[Task directions] Only the lines containing "FloraCatError" should appear in the answer, copied from the listing below.

[Records to use]
————————

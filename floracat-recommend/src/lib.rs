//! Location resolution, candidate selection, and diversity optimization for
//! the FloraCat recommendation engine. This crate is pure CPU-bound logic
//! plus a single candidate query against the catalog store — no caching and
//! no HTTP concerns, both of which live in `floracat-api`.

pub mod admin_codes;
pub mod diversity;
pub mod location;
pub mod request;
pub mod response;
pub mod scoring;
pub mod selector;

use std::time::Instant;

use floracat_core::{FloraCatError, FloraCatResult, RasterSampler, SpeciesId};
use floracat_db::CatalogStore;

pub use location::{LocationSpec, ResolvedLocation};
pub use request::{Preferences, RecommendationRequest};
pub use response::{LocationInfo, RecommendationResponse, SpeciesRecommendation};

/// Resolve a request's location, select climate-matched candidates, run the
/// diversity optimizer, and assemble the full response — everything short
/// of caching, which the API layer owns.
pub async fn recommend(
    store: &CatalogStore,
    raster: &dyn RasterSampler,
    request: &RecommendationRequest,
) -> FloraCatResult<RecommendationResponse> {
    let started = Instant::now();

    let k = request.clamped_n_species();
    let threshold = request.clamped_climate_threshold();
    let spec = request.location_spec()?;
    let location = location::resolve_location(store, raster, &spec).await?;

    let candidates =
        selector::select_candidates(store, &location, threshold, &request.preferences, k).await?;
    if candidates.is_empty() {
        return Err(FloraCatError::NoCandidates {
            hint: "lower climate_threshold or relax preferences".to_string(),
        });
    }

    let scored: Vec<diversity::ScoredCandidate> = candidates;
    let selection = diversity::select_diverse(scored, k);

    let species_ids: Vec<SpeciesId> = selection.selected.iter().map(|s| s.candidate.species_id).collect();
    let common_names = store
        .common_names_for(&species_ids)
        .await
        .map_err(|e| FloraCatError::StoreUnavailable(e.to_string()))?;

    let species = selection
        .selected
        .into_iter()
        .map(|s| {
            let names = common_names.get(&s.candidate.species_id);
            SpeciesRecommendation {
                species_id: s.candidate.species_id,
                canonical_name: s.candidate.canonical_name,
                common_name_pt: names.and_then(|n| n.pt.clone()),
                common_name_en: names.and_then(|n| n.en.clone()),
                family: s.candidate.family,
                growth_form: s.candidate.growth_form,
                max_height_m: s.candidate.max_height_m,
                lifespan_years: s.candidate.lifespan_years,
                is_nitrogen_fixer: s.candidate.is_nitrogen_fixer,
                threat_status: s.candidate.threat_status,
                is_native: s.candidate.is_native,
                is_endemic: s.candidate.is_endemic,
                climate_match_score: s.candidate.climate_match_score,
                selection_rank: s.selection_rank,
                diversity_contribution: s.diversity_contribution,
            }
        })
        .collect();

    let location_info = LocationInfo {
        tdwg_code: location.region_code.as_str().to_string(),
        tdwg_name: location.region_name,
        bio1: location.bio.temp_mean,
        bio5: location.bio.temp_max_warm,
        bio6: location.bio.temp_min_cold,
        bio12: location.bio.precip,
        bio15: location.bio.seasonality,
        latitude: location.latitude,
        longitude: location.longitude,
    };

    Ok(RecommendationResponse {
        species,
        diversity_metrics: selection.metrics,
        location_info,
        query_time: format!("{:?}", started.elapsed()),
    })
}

————————

[Reply]
use floracat_core::{FloraCatError, FloraCatResult, RasterSampler, SpeciesId};
        return Err(FloraCatError::NoCandidates {
        .map_err(|e| FloraCatError::StoreUnavailable(e.to_string()))?;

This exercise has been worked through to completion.